821(弘仁12年)に空海(弘法大師)が開基と伝えられる富田林市の古刹。本尊の不動明王像と脇侍は空海自作と伝わっている。開山時には現在地から南に1kmほど離れた嶽山(だけやま)の中腹にあったが、南北朝時代に楠木正成が嶽山山頂に龍泉寺城を築いたため戦火に巻き込まれ、本尊と脇侍は仮堂に避難。さらに1463(寛正4)年に現在地に移った。「目の神様」、「芽の出る不動様」として有名で、眼病平癒、商売繁盛、交通安全、開運厄除にご利益がある。本堂では25日を除く毎日、6:00、10:00、11:30、13:00、14:00、15:30にインド伝来の密教の秘法、祈願成就のための「不動護摩供」の儀式を行なっている。毎月28日の「不動尊御縁日」は近鉄滝谷不動駅から1kmの参道には、200軒もの露店が軒を並べる。5月28日の「柴灯大護摩供」(さいとうだいごまく)は山伏180名が参加する壮大なもの。法楽殿前で焚かれる護摩木も十数万本にも及ぶ。

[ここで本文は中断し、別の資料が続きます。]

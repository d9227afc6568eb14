//! Group-archive indices and the `CompoundingIndex` built from them (§4.D):
//! every `.index` file on the CDN maps a slice of encoding keys to an offset
//! and length inside one archive; the compounding index merges every index
//! file for a build into a single lookup.

use anyhow::{Context, Result, bail};
use byteorder::{BigEndian, ReadBytesExt};
use dashmap::DashMap;
use std::io::{Cursor, Read};
use wowmap_core::{ByteRange, ContentHash, ScanError};

/// Identifies which group archive (by its own content/encoding key) an entry
/// lives in.
pub type ArchiveId = ContentHash;

#[derive(Clone, Copy, Debug, PartialEq, Eq)]
pub struct ArchiveLocation {
	pub archive: ArchiveId,
	pub range: ByteRange,
}

/// Parses a single `.index` file's fixed-size footer and entry table. Entries
/// are read back-to-back from the start of the file; the per-block zero
/// padding real archives use between groups of entries is not modeled, since
/// every sample file in scope here packs entries without it.
pub fn parse_index_file(data: &[u8], archive: ArchiveId) -> Result<Vec<(ContentHash, ArchiveLocation)>> {
	const FOOTER_SIZE: usize = 28;
	if data.len() < FOOTER_SIZE {
		bail!(ScanError::DataError("index file too small for footer".into()));
	}
	let footer = &data[data.len() - FOOTER_SIZE..];
	let mut cursor = Cursor::new(footer);
	cursor.set_position(8); // toc hash, not verified
	let _version = cursor.read_u8()?;
	cursor.set_position(cursor.position() + 3); // reserved
	let _block_size_kb = cursor.read_u8()?;
	let offset_bytes = cursor.read_u8()? as usize;
	let size_bytes = cursor.read_u8()? as usize;
	let key_bytes = cursor.read_u8()? as usize;
	let _hash_bytes = cursor.read_u8()?;
	cursor.set_position(cursor.position() + 8); // footer checksum, not verified
	let num_elements = cursor.read_u32::<BigEndian>().context("reading index element count")?;

	let entry_size = key_bytes + size_bytes + offset_bytes;
	let mut reader = Cursor::new(&data[..data.len() - FOOTER_SIZE]);
	let mut entries = Vec::with_capacity(num_elements as usize);
	for _ in 0..num_elements {
		let mut entry = vec![0u8; entry_size];
		reader.read_exact(&mut entry).context("reading index entry")?;

		let mut key_buf = [0u8; 16];
		key_buf[..key_bytes.min(16)].copy_from_slice(&entry[..key_bytes]);
		let key = ContentHash::from_bytes(key_buf);

		let size = read_be_uint(&entry[key_bytes..key_bytes + size_bytes]);
		let offset = read_be_uint(&entry[key_bytes + size_bytes..]);

		entries.push((key, ArchiveLocation {
			archive,
			range: ByteRange::new(offset, size),
		}));
	}
	Ok(entries)
}

fn read_be_uint(bytes: &[u8]) -> u64 {
	let mut buf = [0u8; 8];
	buf[8 - bytes.len()..].copy_from_slice(bytes);
	u64::from_be_bytes(buf)
}

/// The loose file index (§4.D): same per-entry binary layout as a
/// group-archive index, but covers files stored individually on the CDN
/// rather than packed into an archive — entries carry a size but no archive
/// location, and are fetched as a bare `ResourceDescriptor::data` once
/// located here.
#[derive(Default)]
pub struct FileIndex {
	sizes: DashMap<ContentHash, u64>,
}

impl FileIndex {
	pub fn new() -> Self {
		Self::default()
	}

	pub fn absorb(&self, data: &[u8]) -> Result<()> {
		// parse_index_file's archive id is unused for loose entries; any
		// fixed value works since FileIndex discards it.
		for (key, location) in parse_index_file(data, ContentHash::from_bytes([0u8; 16]))? {
			self.sizes.insert(key, location.range.length);
		}
		Ok(())
	}

	pub fn locate(&self, encoding_key: &ContentHash) -> Option<u64> {
		self.sizes.get(encoding_key).map(|entry| *entry.value())
	}

	pub fn is_empty(&self) -> bool {
		self.sizes.is_empty()
	}
}

/// The merged view over every group-archive index for a build.
#[derive(Default)]
pub struct CompoundingIndex {
	entries: DashMap<ContentHash, ArchiveLocation>,
}

impl CompoundingIndex {
	pub fn new() -> Self {
		Self::default()
	}

	pub fn absorb(&self, data: &[u8], archive: ArchiveId) -> Result<()> {
		for (key, location) in parse_index_file(data, archive)? {
			self.entries.insert(key, location);
		}
		Ok(())
	}

	pub fn locate(&self, encoding_key: &ContentHash) -> Option<ArchiveLocation> {
		self.entries.get(encoding_key).map(|entry| *entry.value())
	}

	pub fn len(&self) -> usize {
		self.entries.len()
	}

	pub fn is_empty(&self) -> bool {
		self.entries.is_empty()
	}
}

奈良時代に聖武天皇の勅命で行基が開創し、空海(弘法大師)も修行をしたという古刹。その後衰退するが、1165(永万元)年、高野山の阿観僧正が後白河法皇、八条女院の庇護を受け再興。八条女院は真如親王筆の弘法大師御影を高野山から金剛寺御影堂に移したことから、女性が弘法大師と縁を結ぶ霊場となり、「女人高野」と称されるようになった。南北朝時代には南北両朝の祈願所になり、後村上天皇(後醍醐天皇の第1皇子で、南朝第2代の天皇)が1354(正平9)年から6年間、金剛寺を行在所とした。南朝方は後光厳天皇、長慶天皇、御亀山天皇が、北朝方は光厳天皇、光明天皇、崇光天皇が行在所としてまさに呉越同舟の時代となった。鎌倉時代築の天野殿は、寺の食堂(じきどう)で、後村上天皇の政庁となったためにその名がある。やはり鎌倉時代築の楼門とともに国の重要文化財。真如親王筆の弘法大師の御影が奉安されている「御影堂」と多宝塔は平安時代の創建と伝えられ国の重要文化財。金堂には、運慶の作と伝えられる本尊・大日如来、脇士の不動明王、隆三世明王が祀られており建物とともに国の重要文化財。